James Nisbet's Church Pulpit Commentary
Joel 2:12
THE DISCIPLINE OF LENT
(For Ash Wednesday)
‘Turn ye unto Me [saith the Lord] with all your heart, and with fasting, and with weeping, and with mourning.’
Joel 2:12 (R.V.)
For whom is Lent ordained? Not merely for the warning of open sinners. Lenten Services have little attraction for them. But Lent is ordained as part of the regular orderly course of each year’s life of a Christian man. Why do it every year as it comes round, and call upon them to mourn and weep, and fast and lament?—to afflict at once the body and the soul, and all this as a part of their Christian lives? There are several steps in our answer.
I. It is not merely that none of us is perfect.—The reason is that in each one of us is planted a domestic enemy. It is not merely that we commit sins. It is that in us there is Sin. We bear about us a tainted nature.
Thus, for every one who is trying to lead a Christian life, there is a perpetual need of keeping under the old nature. Youth has one sort of temptation, manhood another, age another. Never, while life lasts, does Lent come amiss; never is it unnecessary to the Christian who is striving after that holiness without which he can never see His Lord in the eternal Easter.
Why, then, in that case does not Lent last all the year round? The answer is not difficult, and it brings us to the second step in our consideration. For—
II. Secondly, Lent properly observed, will stamp upon our hearts and consciences, for a good while, the solemn sense of the strife between the Flesh and the Spirit, so that it will not die out if we are conscientious and careful.—Like the soldier’s drill, a certain quantity of it is enough for a while. But, then, after a while he must repeat it, or the effect dies out. We want our annual Lents to stamp again and again on our Consciences the sense that there is this deadly enemy—the Flesh—within us, which wants ever keeping down. This is why Lent lasts so long. And it is the longest season of the Christian year, because this matter of subduing the Flesh to the Spirit is the greatest difficulty of all in the Christian life. We all want the Christian soldier’s drill in the practice of self-subdual, and Lent is the time when we are called to our annual self-recollection, and the practice of subjugating our wayward moods and roving tempers to the firm hand of the renewed and spiritual being.

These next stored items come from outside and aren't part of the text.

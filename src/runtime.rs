use std::collections::VecDeque;
use std::panic::{catch_unwind, AssertUnwindSafe};
use std::sync::atomic::{AtomicBool, AtomicU64, Ordering};
use std::sync::{Arc, Condvar, Mutex, MutexGuard};
use std::thread::{self, JoinHandle};
use std::time::Duration;

use generation_provider::{
    ExecutionResult, GenerationEvent, GenerationProvider, GenerationRequest, SandboxProvider,
    SandboxRequest,
};

use crate::app::{App, HostOps, Mode, RunId};

/// Event produced off the app thread and applied by the single writer.
#[derive(Debug, Clone, PartialEq)]
pub enum RuntimeEvent {
    Generation(GenerationEvent),
    SandboxReady {
        run_id: RunId,
        result: ExecutionResult,
    },
    SandboxFailed {
        run_id: RunId,
        error: String,
    },
}

struct ActiveRun {
    run_id: RunId,
    cancel: Arc<AtomicBool>,
    join_handle: Option<JoinHandle<()>>,
}

pub struct GenerationRuntime {
    app: Arc<Mutex<App>>,
    pending_events: Arc<Mutex<VecDeque<RuntimeEvent>>>,
    events_ready: Condvar,
    next_run_id: AtomicU64,
    active_run: Mutex<Option<ActiveRun>>,
    sandboxes_in_flight: AtomicU64,
    render_requests: AtomicU64,
    auth_requests: AtomicU64,
    provider: Arc<dyn GenerationProvider>,
    sandbox: Arc<dyn SandboxProvider>,
}

impl GenerationRuntime {
    /// Creates a runtime that buffers worker events before applying them to `App`.
    ///
    /// Nothing drains the queue automatically: call
    /// [`GenerationRuntime::flush_pending_events`] (or
    /// [`GenerationRuntime::wait_for_events`] first) from the thread that owns
    /// rendering.
    pub fn new(
        app: Arc<Mutex<App>>,
        provider: Arc<dyn GenerationProvider>,
        sandbox: Arc<dyn SandboxProvider>,
    ) -> Arc<Self> {
        Arc::new(Self {
            app,
            pending_events: Arc::new(Mutex::new(VecDeque::new())),
            events_ready: Condvar::new(),
            next_run_id: AtomicU64::new(1),
            active_run: Mutex::new(None),
            sandboxes_in_flight: AtomicU64::new(0),
            render_requests: AtomicU64::new(0),
            auth_requests: AtomicU64::new(0),
            provider,
            sandbox,
        })
    }

    pub fn app(&self) -> &Arc<Mutex<App>> {
        &self.app
    }

    pub fn render_requests(&self) -> u64 {
        self.render_requests.load(Ordering::SeqCst)
    }

    pub fn auth_requests(&self) -> u64 {
        self.auth_requests.load(Ordering::SeqCst)
    }

    /// True while a generation or sandbox worker may still enqueue events.
    pub fn has_work_in_flight(&self) -> bool {
        self.lock_active_run().is_some()
            || self.sandboxes_in_flight.load(Ordering::SeqCst) > 0
            || !lock_unpoisoned(&self.pending_events).is_empty()
    }

    fn start_generation_internal(
        self: &Arc<Self>,
        mut request: GenerationRequest,
    ) -> Result<RunId, String> {
        let mut active_run = self.lock_active_run();

        // A superseded run keeps its worker; its events no longer match the
        // app's active run and are discarded.
        if let Some(previous) = active_run.take() {
            previous.cancel.store(true, Ordering::SeqCst);
        }

        let run_id = self.next_run_id.fetch_add(1, Ordering::SeqCst);
        request.run_id = run_id;
        let cancel = Arc::new(AtomicBool::new(false));
        let join_handle = self.spawn_worker(request, Arc::clone(&cancel))?;

        *active_run = Some(ActiveRun {
            run_id,
            cancel,
            join_handle: Some(join_handle),
        });

        Ok(run_id)
    }

    fn spawn_worker(
        self: &Arc<Self>,
        request: GenerationRequest,
        cancel: Arc<AtomicBool>,
    ) -> Result<JoinHandle<()>, String> {
        let run_id = request.run_id;
        let runtime = Arc::clone(self);
        thread::Builder::new()
            .name(format!("fragments-run-{run_id}"))
            .spawn(move || runtime.run_worker(request, cancel))
            .map_err(|error| format!("Failed to spawn generation worker: {error}"))
    }

    fn run_worker(self: Arc<Self>, request: GenerationRequest, cancel: Arc<AtomicBool>) {
        let run_id = request.run_id;
        self.wait_for_app_run_visibility(run_id);

        let terminal_emitted = Arc::new(AtomicBool::new(false));
        let terminal_emitted_for_emit = Arc::clone(&terminal_emitted);
        let runtime = Arc::clone(&self);
        let provider = Arc::clone(&self.provider);

        let mut emit = move |event: GenerationEvent| {
            if event.is_terminal() {
                terminal_emitted_for_emit.store(true, Ordering::SeqCst);
            }

            runtime.enqueue_event(RuntimeEvent::Generation(event));
        };
        let run_outcome = catch_unwind(AssertUnwindSafe(|| {
            provider.run(request, Arc::clone(&cancel), &mut emit)
        }));

        match run_outcome {
            Ok(Ok(())) => {}
            Ok(Err(error)) => emit(GenerationEvent::Failed { run_id, error }),
            Err(_) => emit(GenerationEvent::Failed {
                run_id,
                error: "Generation provider panicked".to_string(),
            }),
        }

        if !terminal_emitted.load(Ordering::SeqCst) && self.is_active_run_id(run_id) {
            emit(GenerationEvent::Failed {
                run_id,
                error: "Generation provider exited without terminal event".to_string(),
            });
        }
    }

    fn provision_sandbox_internal(self: &Arc<Self>, run_id: RunId, request: SandboxRequest) {
        self.sandboxes_in_flight.fetch_add(1, Ordering::SeqCst);
        let runtime = Arc::clone(self);
        let spawned = thread::Builder::new()
            .name(format!("fragments-sandbox-{run_id}"))
            .spawn(move || {
                let sandbox = Arc::clone(&runtime.sandbox);
                let outcome = catch_unwind(AssertUnwindSafe(|| sandbox.provision(request)));
                let event = match outcome {
                    Ok(Ok(result)) => RuntimeEvent::SandboxReady { run_id, result },
                    Ok(Err(error)) => RuntimeEvent::SandboxFailed { run_id, error },
                    Err(_) => RuntimeEvent::SandboxFailed {
                        run_id,
                        error: "Sandbox provider panicked".to_string(),
                    },
                };
                runtime.enqueue_event(event);
                runtime.sandboxes_in_flight.fetch_sub(1, Ordering::SeqCst);
            });

        if let Err(error) = spawned {
            self.sandboxes_in_flight.fetch_sub(1, Ordering::SeqCst);
            self.enqueue_event(RuntimeEvent::SandboxFailed {
                run_id,
                error: format!("Failed to spawn sandbox worker: {error}"),
            });
        }
    }

    fn enqueue_event(&self, event: RuntimeEvent) {
        let mut queue = lock_unpoisoned(&self.pending_events);
        queue.push_back(event);
        self.events_ready.notify_all();
    }

    /// Blocks until an event is queued or `timeout` elapses. Returns whether
    /// events are waiting.
    pub fn wait_for_events(&self, timeout: Duration) -> bool {
        let queue = lock_unpoisoned(&self.pending_events);
        if !queue.is_empty() {
            return true;
        }

        match self.events_ready.wait_timeout(queue, timeout) {
            Ok((queue, _)) => !queue.is_empty(),
            Err(poisoned) => !poisoned.into_inner().0.is_empty(),
        }
    }

    fn drain_pending_events(self: &Arc<Self>) -> usize {
        let mut drained = 0usize;

        loop {
            let event = {
                let mut pending_events = lock_unpoisoned(&self.pending_events);
                pending_events.pop_front()
            };

            match event {
                Some(event) => {
                    self.apply_event(event);
                    drained += 1;
                }
                None => break,
            }
        }

        drained
    }

    /// Applies every queued event in arrival order and schedules a render.
    pub fn flush_pending_events(self: &Arc<Self>) -> usize {
        let drained = self.drain_pending_events();
        if drained > 0 {
            self.render_requests.fetch_add(1, Ordering::SeqCst);
        }

        drained
    }

    fn wait_for_app_run_visibility(&self, run_id: RunId) {
        for _ in 0..256 {
            let run_visible = {
                let app = lock_unpoisoned(&self.app);
                matches!(app.mode, Mode::Generating { run_id: current } if current == run_id)
            };

            if run_visible {
                return;
            }

            thread::yield_now();
        }
    }

    fn apply_event(self: &Arc<Self>, event: RuntimeEvent) {
        let mut host = Arc::clone(self);

        match event {
            RuntimeEvent::Generation(event) => {
                let run_id = event.run_id();
                let terminal = event.is_terminal();

                {
                    let mut app = lock_unpoisoned(&self.app);
                    match event {
                        GenerationEvent::Started { run_id } => app.on_generation_started(run_id),
                        GenerationEvent::Snapshot { run_id, snapshot } => {
                            app.on_generation_snapshot(run_id, snapshot)
                        }
                        GenerationEvent::Finished { run_id, object } => {
                            app.on_generation_finished(run_id, object, &mut host)
                        }
                        GenerationEvent::Failed { run_id, error } => {
                            app.on_generation_failed(run_id, &error)
                        }
                        GenerationEvent::Cancelled { run_id } => {
                            app.on_generation_cancelled(run_id)
                        }
                    }
                }

                if terminal {
                    self.clear_active_run_if_matching(run_id);
                }
            }
            RuntimeEvent::SandboxReady { run_id, result } => {
                lock_unpoisoned(&self.app).on_sandbox_ready(run_id, result);
            }
            RuntimeEvent::SandboxFailed { run_id, error } => {
                lock_unpoisoned(&self.app).on_sandbox_failed(run_id, &error);
            }
        }
    }

    fn clear_active_run_if_matching(&self, run_id: RunId) {
        let mut active_run = self.lock_active_run();
        let matches = active_run.as_ref().map(|active| active.run_id) == Some(run_id);
        if !matches {
            return;
        }

        let mut completed = match active_run.take() {
            Some(completed) => completed,
            None => return,
        };

        if let Some(join_handle) = completed.join_handle.take() {
            let is_current_thread = join_handle.thread().id() == thread::current().id();
            if !is_current_thread && join_handle.is_finished() {
                let _ = join_handle.join();
            }
        }
    }

    fn is_active_run_id(&self, run_id: RunId) -> bool {
        self.lock_active_run()
            .as_ref()
            .map(|active| active.run_id)
            == Some(run_id)
    }

    /// Sets the cancel flag and forgets the run. Idempotent.
    fn cancel_generation_internal(&self, run_id: RunId) {
        let mut active_run = self.lock_active_run();
        let matches = active_run.as_ref().map(|active| active.run_id) == Some(run_id);
        if !matches {
            return;
        }

        if let Some(cancelled) = active_run.take() {
            cancelled.cancel.store(true, Ordering::SeqCst);
            tracing::debug!(run_id, "generation cancel requested");
        }
    }

    fn lock_active_run(&self) -> MutexGuard<'_, Option<ActiveRun>> {
        lock_unpoisoned(&self.active_run)
    }
}

impl HostOps for Arc<GenerationRuntime> {
    fn start_generation(&mut self, request: GenerationRequest) -> Result<RunId, String> {
        self.start_generation_internal(request)
    }

    fn cancel_generation(&mut self, run_id: RunId) {
        self.cancel_generation_internal(run_id);
    }

    fn provision_sandbox(&mut self, run_id: RunId, request: SandboxRequest) {
        self.provision_sandbox_internal(run_id, request);
    }

    fn request_auth(&mut self) {
        self.auth_requests.fetch_add(1, Ordering::SeqCst);
    }

    fn request_render(&mut self) {
        self.render_requests.fetch_add(1, Ordering::SeqCst);
    }
}

fn lock_unpoisoned<T>(mutex: &Mutex<T>) -> MutexGuard<'_, T> {
    match mutex.lock() {
        Ok(guard) => guard,
        Err(poisoned) => poisoned.into_inner(),
    }
}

III. Thirdly, it is only natural and right that such a season should be one of some self-denials.—Some self-denial is not only right, but it is the natural instinct of the devout soul. It is the natural and spontaneous instinct of true Christianity. For true Christianity lies in love and sympathy with Christ our Lord.
The incoming of the Spirit will be signalised by some subdual of the Flesh, some marked taming of the natural desires, either those of the indulgent flesh, or of the ambitious mind, or of the merry heart. It was so with our Lord after His Baptism, when the Spirit drove him apart from men to the long Lent in the Wilderness. It will be so with us after every marked working of the Spirit upon our souls.
Illustration
‘The most striking part of the book is that in which the locust invasion is described. What are we to understand by these locusts? The answer to this question differs as widely as to that concerning the date of the prophecy. Some hold (and this is becoming more and more the general opinion) that the locusts are real, and that the prophet describes an actual locust invasion. Others, believing that the nations summoned for judgment in chapter Joel 3:2 (A.V. ch. Joel 3:2) are represented by the locusts in the previous Chapter s, explain the references to the locusts allegorically. The creatures are not real, but figurative. What is before the prophet’s mind is the world-powers opposed to the Church, which are allowed to oppress and desolate the Church for a time, but in the end (as in the last chapter of the book) are taken in hand by Jehovah and disposed of. A third opinion is that the locusts are neither real nor figurative, but apocalyptic—a sort of supernatural creatures, which may fitly find a place in a vision of the last things, corresponding to the locusts in the New Testament Apocalypse (cf. Revelation 9:2). Now, it should be noted that, if the locusts are not real, the prophecy has no direct application to the prophet’s contemporaries, or to the condition of the Church in his day. It is quite true that the prophecy contains a call to repentance of a serious character. It is also plain that the locust invasion supplies the only reason for this appeal suggested by the narrative. But if the allegorical or apocalyptical explanation of the locusts is accepted, there is, of course, no actual invasion by locusts, and the appeal to repentance vanishes into thin air.’